Roosevelt and Churchill sitting side by side. Reagan and Thatcher laughing together. Bush and Blair walking and talking. Trump and May holding hands. These simple images of US presidents and UK prime ministers invoke what the media calls the ‘special relationship’ between the United States of America and the United Kingdom of Great Britain and Northern Ireland. The supposed specialness of Anglo-American relations is the subject of ongoing critique by journalists, political theorists, military analysts and former members of government (see Aldous 2013; Coleman 2004; Langley 2014; McKercher 2017; Mumford 2018; Ratti 2018; Smith 1991; and Wheatcroft 2014). In their commentaries about the political and historical consequences of this transatlantic relationship, all of these writers devote some attention to the personal relationship between the two leaders.

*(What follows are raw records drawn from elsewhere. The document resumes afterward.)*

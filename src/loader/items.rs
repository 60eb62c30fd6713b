//! Test item records: YAML files that describe tests rather than requirements.

use std::path::{Path, PathBuf};

use tracing::info;

use crate::context::ServiceContext;
use crate::diagnostics::{AuditError, LoadError};
use crate::model::{AnnotationSource, TestAnnotationNode};

use super::record::extract_references;
use super::{load_records, LoadOptions};

/// Test nodes loaded from test item directories.
#[derive(Debug, Clone, Default, PartialEq, Eq)]
pub struct TestItemLoad {
    /// Test nodes in discovery order.
    pub tests: Vec<TestAnnotationNode>,
    /// Files that could not be loaded.
    pub errors: Vec<LoadError>,
}

/// Loads YAML test items; each record's `links` are the requirements it
/// verifies and a `References:` list in its text names executable tests.
///
/// # Errors
///
/// Returns an error only when a directory is missing or cannot be listed.
pub fn load_test_items(
    ctx: &ServiceContext,
    root: &Path,
    dirs: &[PathBuf],
    options: &LoadOptions,
) -> Result<TestItemLoad, AuditError> {
    let (records, errors) = load_records(ctx, root, dirs, options, "Test item")?;

    let tests: Vec<TestAnnotationNode> = records
        .into_iter()
        .map(|record| TestAnnotationNode {
            references: extract_references(&record.text),
            id: record.uid,
            requirement_refs: record.links,
            description: Some(record.text),
            source: AnnotationSource::TestItem,
            location: record.location,
        })
        .collect();

    info!(loaded = tests.len(), errors = errors.len(), "test items loaded");
    Ok(TestItemLoad { tests, errors })
}

#[cfg(test)]
mod tests {
    use super::*;
    use crate::adapters::memory::MemoryFileSystem;
    use crate::model::TestReference;

    #[test]
    fn test_items_become_test_nodes() {
        let fs = MemoryFileSystem::new().with_file(
            "/repo/reqs/tst/TST-001.yml",
            concat!(
                "uid: TST-001\n",
                "text: |\n",
                "  Status schema test.\n",
                "\n",
                "  References:\n",
                "  - tests/test_status.py::test_schema\n",
                "links:\n",
                "  - MON-002: 3f2a\n",
            ),
        );
        let ctx = ServiceContext::in_memory(fs);
        let options =
            LoadOptions { skip_dirs: vec![], skip_names: vec![], uid_from_file_stem: false };

        let loaded =
            load_test_items(&ctx, Path::new("/repo"), &[PathBuf::from("reqs/tst")], &options)
                .unwrap();

        assert!(loaded.errors.is_empty());
        let test = &loaded.tests[0];
        assert_eq!(test.id, "TST-001");
        assert_eq!(test.requirement_refs, vec!["MON-002"]);
        assert_eq!(test.source, AnnotationSource::TestItem);
        assert_eq!(
            test.references,
            vec![TestReference::parse("tests/test_status.py::test_schema")]
        );
    }

    #[test]
    fn missing_test_item_dir_is_fatal() {
        let ctx = ServiceContext::in_memory(MemoryFileSystem::new().with_file("/repo/a", ""));
        let options =
            LoadOptions { skip_dirs: vec![], skip_names: vec![], uid_from_file_stem: false };
        let err = load_test_items(&ctx, Path::new("/repo"), &[PathBuf::from("reqs/tst")], &options)
            .unwrap_err();
        assert!(matches!(err, AuditError::MissingInput { label: "Test item", .. }));
    }
}
//! Annotation Scanner.
//!
//! Walks test sources as plain text and extracts requirement-linkage
//! annotations. Files are only ever read, never executed or imported.
//!
//! Each supported annotation dialect is one [`Dialect`] variant with a block
//! detector and a block parser; the scan loop tries the enabled dialects in
//! order at every line and hands the block to the first that claims it.

mod comment;
mod docstring;

use std::collections::BTreeSet;
use std::path::{Path, PathBuf};

use rayon::prelude::*;
use serde::{Deserialize, Serialize};
use tracing::{debug, info};

use crate::context::ServiceContext;
use crate::diagnostics::{AuditError, ScanWarning};
use crate::model::{
    derive_test_id, AnnotationSource, SourceLocation, TestAnnotationNode, TestReference,
};

/// A supported annotation dialect.
#[derive(
    Debug, Clone, Copy, PartialEq, Eq, Hash, Serialize, Deserialize, clap::ValueEnum,
)]
#[serde(rename_all = "kebab-case")]
pub enum Dialect {
    /// Contiguous `<PREFIX>-<KEY>: value` comment lines.
    StructuredComment,
    /// A labelled, indented requirement list inside a documentation block.
    DocstringBlock,
}

impl Dialect {
    /// Every dialect, in detection order.
    pub const ALL: [Self; 2] = [Self::StructuredComment, Self::DocstringBlock];

    fn opens_block(self, line: &str, options: &ScanOptions) -> bool {
        match self {
            Self::StructuredComment => comment::is_marker(line, &options.marker_prefix),
            Self::DocstringBlock => docstring::is_header(line, &options.docstring_labels),
        }
    }

    fn parse_block(
        self,
        lines: &[&str],
        start: usize,
        label: &str,
        options: &ScanOptions,
    ) -> ParsedBlock {
        match self {
            Self::StructuredComment => comment::parse_block(lines, start, &options.marker_prefix),
            Self::DocstringBlock => docstring::parse_block(lines, start, label),
        }
    }

    fn source(self) -> AnnotationSource {
        match self {
            Self::StructuredComment => AnnotationSource::StructuredComment,
            Self::DocstringBlock => AnnotationSource::DocstringBlock,
        }
    }
}

/// Scanner configuration.
#[derive(Debug, Clone, PartialEq, Eq)]
pub struct ScanOptions {
    /// Enabled dialects, tried in this order at each line.
    pub dialects: Vec<Dialect>,
    /// Marker prefix for the structured-comment dialect (e.g. `HODOR`).
    pub marker_prefix: String,
    /// Section labels that open a docstring block (e.g. `Requirements:`).
    pub docstring_labels: Vec<String>,
    /// Directory names never descended into.
    pub skip_dirs: Vec<String>,
}

/// Annotations in file-then-line order, plus skipped files and blocks.
#[derive(Debug, Clone, Default, PartialEq, Eq)]
pub struct ScanOutcome {
    /// Discovered test nodes.
    pub annotations: Vec<TestAnnotationNode>,
    /// Files and blocks that were skipped.
    pub warnings: Vec<ScanWarning>,
}

impl ScanOutcome {
    fn extend(&mut self, other: Self) {
        self.annotations.extend(other.annotations);
        self.warnings.extend(other.warnings);
    }
}

/// Fields a dialect parser extracted from one block.
#[derive(Debug, Clone, Default, PartialEq, Eq)]
pub(crate) struct BlockFields {
    pub explicit_id: Option<String>,
    pub requirement_refs: Vec<String>,
    pub description: Option<String>,
    pub references: Vec<TestReference>,
}

/// A block claimed by a dialect: lines `start..end` plus its fields, or the
/// reason it is malformed.
#[derive(Debug, Clone, PartialEq, Eq)]
pub(crate) struct ParsedBlock {
    pub end: usize,
    pub fields: Result<BlockFields, String>,
}

/// Scans every file under `dirs` (resolved against `root`).
///
/// # Errors
///
/// Returns an error only when a directory is missing or cannot be listed.
pub fn scan_tree(
    ctx: &ServiceContext,
    root: &Path,
    dirs: &[PathBuf],
    options: &ScanOptions,
) -> Result<ScanOutcome, AuditError> {
    let mut seen = BTreeSet::new();
    let mut files = Vec::new();
    for dir in dirs {
        let dir_path = root.join(dir);
        if !ctx.fs.is_dir(&dir_path) {
            return Err(AuditError::MissingInput { label: "Test scan", path: dir_path });
        }
        let found = ctx.fs.walk_files(&dir_path, &options.skip_dirs).map_err(|e| {
            AuditError::UnreadableInput {
                label: "Test scan",
                path: dir_path.clone(),
                message: e.to_string(),
            }
        })?;
        // Overlapping scan dirs must not produce the same block twice.
        files.extend(found.into_iter().filter(|path| seen.insert(path.clone())));
    }
    Ok(scan_files(ctx, root, &files, options))
}

/// Scans an explicit list of files, preserving the list's order.
#[must_use]
pub fn scan_files(
    ctx: &ServiceContext,
    root: &Path,
    files: &[PathBuf],
    options: &ScanOptions,
) -> ScanOutcome {
    let per_file: Vec<ScanOutcome> =
        files.par_iter().map(|path| scan_file(ctx, root, path, options)).collect();

    let mut outcome = ScanOutcome::default();
    for file in per_file {
        outcome.extend(file);
    }
    info!(
        files = files.len(),
        annotations = outcome.annotations.len(),
        warnings = outcome.warnings.len(),
        "test tree scanned"
    );
    outcome
}

fn scan_file(ctx: &ServiceContext, root: &Path, path: &Path, options: &ScanOptions) -> ScanOutcome {
    let label = SourceLocation::relative_label(root, path);
    let bytes = match ctx.fs.read(path) {
        Ok(bytes) => bytes,
        Err(e) => {
            return ScanOutcome {
                annotations: Vec::new(),
                warnings: vec![ScanWarning::Unreadable {
                    location: SourceLocation::file(label),
                    message: e.to_string(),
                }],
            }
        }
    };
    let bytes = bytes.strip_prefix(b"\xEF\xBB\xBF").unwrap_or(&bytes[..]);
    let Ok(text) = std::str::from_utf8(bytes) else {
        debug!(path = %label, "skipping undecodable file");
        return ScanOutcome {
            annotations: Vec::new(),
            warnings: vec![ScanWarning::Undecodable { location: SourceLocation::file(label) }],
        };
    };

    let outcome = scan_text(text, &label, options);
    if !outcome.annotations.is_empty() || !outcome.warnings.is_empty() {
        debug!(
            path = %label,
            blocks = outcome.annotations.len(),
            malformed = outcome.warnings.len(),
            "annotations found"
        );
    }
    outcome
}

/// Extracts every annotation block from one file's text.
///
/// `label` is the file's root-relative path; it scopes derived ids.
#[must_use]
pub fn scan_text(text: &str, label: &str, options: &ScanOptions) -> ScanOutcome {
    let lines: Vec<&str> = text.lines().collect();
    let mut outcome = ScanOutcome::default();

    let mut index = 0;
    while index < lines.len() {
        let Some(dialect) =
            options.dialects.iter().copied().find(|d| d.opens_block(lines[index], options))
        else {
            index += 1;
            continue;
        };

        let block = dialect.parse_block(&lines, index, label, options);
        let end = block.end.max(index + 1);
        let location = SourceLocation::span(label, index + 1, end);
        match block.fields {
            Ok(fields) => outcome.annotations.push(TestAnnotationNode {
                id: fields.explicit_id.unwrap_or_else(|| derive_test_id(&location)),
                requirement_refs: fields.requirement_refs,
                description: fields.description,
                references: fields.references,
                source: dialect.source(),
                location,
            }),
            Err(reason) => outcome.warnings.push(ScanWarning::MalformedBlock { location, reason }),
        }
        index = end;
    }
    outcome
}

/// A line split into indentation, comment leader, and body.
#[derive(Debug, Clone, Copy, PartialEq, Eq)]
pub(crate) struct LeaderSplit<'a> {
    /// Comment leader (`//`, `///`, `#`, `--`, `;`, `/*`, `*`), or empty.
    pub leader: &'a str,
    /// Byte column where the body starts.
    pub column: usize,
    /// Text after the leader, trimmed on both sides.
    pub body: &'a str,
}

/// Splits off leading whitespace and a comment leader.
pub(crate) fn split_leader(line: &str) -> LeaderSplit<'_> {
    let indent = line.len() - line.trim_start().len();
    let rest = &line[indent..];
    let leader_len = leader_len(rest);
    let body = rest[leader_len..].trim_start();
    LeaderSplit {
        leader: &rest[..leader_len],
        column: line.len() - body.len(),
        body: body.trim_end(),
    }
}

fn leader_len(rest: &str) -> usize {
    let bytes = rest.as_bytes();
    let run =
        |from: usize, set: &[u8]| bytes[from..].iter().take_while(|b| set.contains(b)).count();
    if rest.starts_with("//") {
        2 + run(2, b"/!")
    } else if rest.starts_with("/*") {
        2 + run(2, b"*!")
    } else if rest.starts_with("--") {
        2
    } else {
        match bytes.first() {
            Some(&first @ (b'#' | b';' | b'*')) => run(0, &[first]),
            _ => 0,
        }
    }
}

#[cfg(test)]
pub(crate) fn test_options() -> ScanOptions {
    ScanOptions {
        dialects: Dialect::ALL.to_vec(),
        marker_prefix: "HODOR".to_string(),
        docstring_labels: vec!["Requirements:".to_string()],
        skip_dirs: vec!["__pycache__".to_string()],
    }
}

However, none pays significant attention to the role played by visual representations of the two leaders together in constructing the special relationship as a powerful cultural discourse. These images of the personalised relationship of the individual prime minister and president subsume the history and (inter)national politics of the transatlantic relationship under their representation of companionship and coupledom. This transmogrification is especially effective with two leaders like Thatcher and Reagan. In media images of these two together, their charismatic personas synergistically combine to confer a celebrity couple aura upon them.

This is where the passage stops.